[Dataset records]
################

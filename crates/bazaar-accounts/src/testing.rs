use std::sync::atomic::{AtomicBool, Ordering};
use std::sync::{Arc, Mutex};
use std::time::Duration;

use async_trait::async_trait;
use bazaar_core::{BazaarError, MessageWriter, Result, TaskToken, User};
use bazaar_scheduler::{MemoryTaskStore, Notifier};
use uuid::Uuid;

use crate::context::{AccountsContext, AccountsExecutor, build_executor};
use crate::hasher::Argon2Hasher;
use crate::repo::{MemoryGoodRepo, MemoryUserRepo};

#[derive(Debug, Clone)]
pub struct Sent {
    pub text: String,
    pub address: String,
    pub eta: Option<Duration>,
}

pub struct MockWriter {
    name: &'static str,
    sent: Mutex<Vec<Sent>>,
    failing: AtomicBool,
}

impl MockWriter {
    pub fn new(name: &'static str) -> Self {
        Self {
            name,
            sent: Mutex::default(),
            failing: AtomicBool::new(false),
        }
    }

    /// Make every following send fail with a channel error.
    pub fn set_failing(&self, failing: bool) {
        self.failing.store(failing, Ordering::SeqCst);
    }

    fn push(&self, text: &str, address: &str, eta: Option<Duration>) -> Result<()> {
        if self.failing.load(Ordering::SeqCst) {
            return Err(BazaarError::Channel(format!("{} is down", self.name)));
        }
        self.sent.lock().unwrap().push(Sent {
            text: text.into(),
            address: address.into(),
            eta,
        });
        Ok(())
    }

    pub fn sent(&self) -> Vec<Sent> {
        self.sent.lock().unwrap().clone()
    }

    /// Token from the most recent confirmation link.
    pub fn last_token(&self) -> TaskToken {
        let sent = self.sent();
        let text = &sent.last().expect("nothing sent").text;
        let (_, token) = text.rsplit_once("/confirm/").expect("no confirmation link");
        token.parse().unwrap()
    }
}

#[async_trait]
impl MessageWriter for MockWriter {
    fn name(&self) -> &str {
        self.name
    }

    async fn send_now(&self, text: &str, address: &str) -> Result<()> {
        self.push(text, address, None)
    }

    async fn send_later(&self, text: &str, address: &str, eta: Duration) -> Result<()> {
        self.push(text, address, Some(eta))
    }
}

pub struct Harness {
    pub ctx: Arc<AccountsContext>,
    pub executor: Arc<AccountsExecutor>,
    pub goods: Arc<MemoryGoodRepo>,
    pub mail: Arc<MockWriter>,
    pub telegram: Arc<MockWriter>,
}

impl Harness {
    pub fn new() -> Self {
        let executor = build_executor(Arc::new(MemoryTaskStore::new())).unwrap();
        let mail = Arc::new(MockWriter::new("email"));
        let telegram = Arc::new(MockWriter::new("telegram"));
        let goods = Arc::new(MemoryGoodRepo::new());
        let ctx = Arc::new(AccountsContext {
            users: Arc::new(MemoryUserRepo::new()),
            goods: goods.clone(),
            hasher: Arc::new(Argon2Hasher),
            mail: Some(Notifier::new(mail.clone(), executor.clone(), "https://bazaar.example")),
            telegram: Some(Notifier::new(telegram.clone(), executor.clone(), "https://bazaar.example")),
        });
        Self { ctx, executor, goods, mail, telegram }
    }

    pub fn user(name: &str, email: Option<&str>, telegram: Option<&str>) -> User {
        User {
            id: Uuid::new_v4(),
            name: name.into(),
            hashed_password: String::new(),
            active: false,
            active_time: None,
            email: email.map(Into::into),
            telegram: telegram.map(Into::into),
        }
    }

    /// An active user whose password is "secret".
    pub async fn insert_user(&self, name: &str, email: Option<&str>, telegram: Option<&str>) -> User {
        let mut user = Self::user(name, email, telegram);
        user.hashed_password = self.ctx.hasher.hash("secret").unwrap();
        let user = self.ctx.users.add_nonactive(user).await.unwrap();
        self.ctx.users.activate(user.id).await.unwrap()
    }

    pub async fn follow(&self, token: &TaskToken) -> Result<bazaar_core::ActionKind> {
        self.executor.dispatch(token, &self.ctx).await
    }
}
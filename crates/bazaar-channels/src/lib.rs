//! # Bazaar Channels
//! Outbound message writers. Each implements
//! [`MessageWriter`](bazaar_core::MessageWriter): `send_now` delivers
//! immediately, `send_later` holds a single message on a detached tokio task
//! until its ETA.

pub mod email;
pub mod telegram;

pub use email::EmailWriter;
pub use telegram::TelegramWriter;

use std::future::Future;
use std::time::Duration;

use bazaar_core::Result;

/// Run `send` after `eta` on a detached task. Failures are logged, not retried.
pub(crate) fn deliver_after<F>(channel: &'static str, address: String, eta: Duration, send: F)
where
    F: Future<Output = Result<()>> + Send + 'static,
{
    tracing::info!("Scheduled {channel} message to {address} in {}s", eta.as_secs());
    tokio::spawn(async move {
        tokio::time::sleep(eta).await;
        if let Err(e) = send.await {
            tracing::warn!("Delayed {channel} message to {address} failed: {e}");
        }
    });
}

################

| WORK ITEM |
When a line of the data holds the string "Ordering", pick it out and copy it.

| REPLY TO THE EXERCISE |
use std::sync::atomic::{AtomicBool, Ordering};
        self.failing.store(failing, Ordering::SeqCst);
        if self.failing.load(Ordering::SeqCst) {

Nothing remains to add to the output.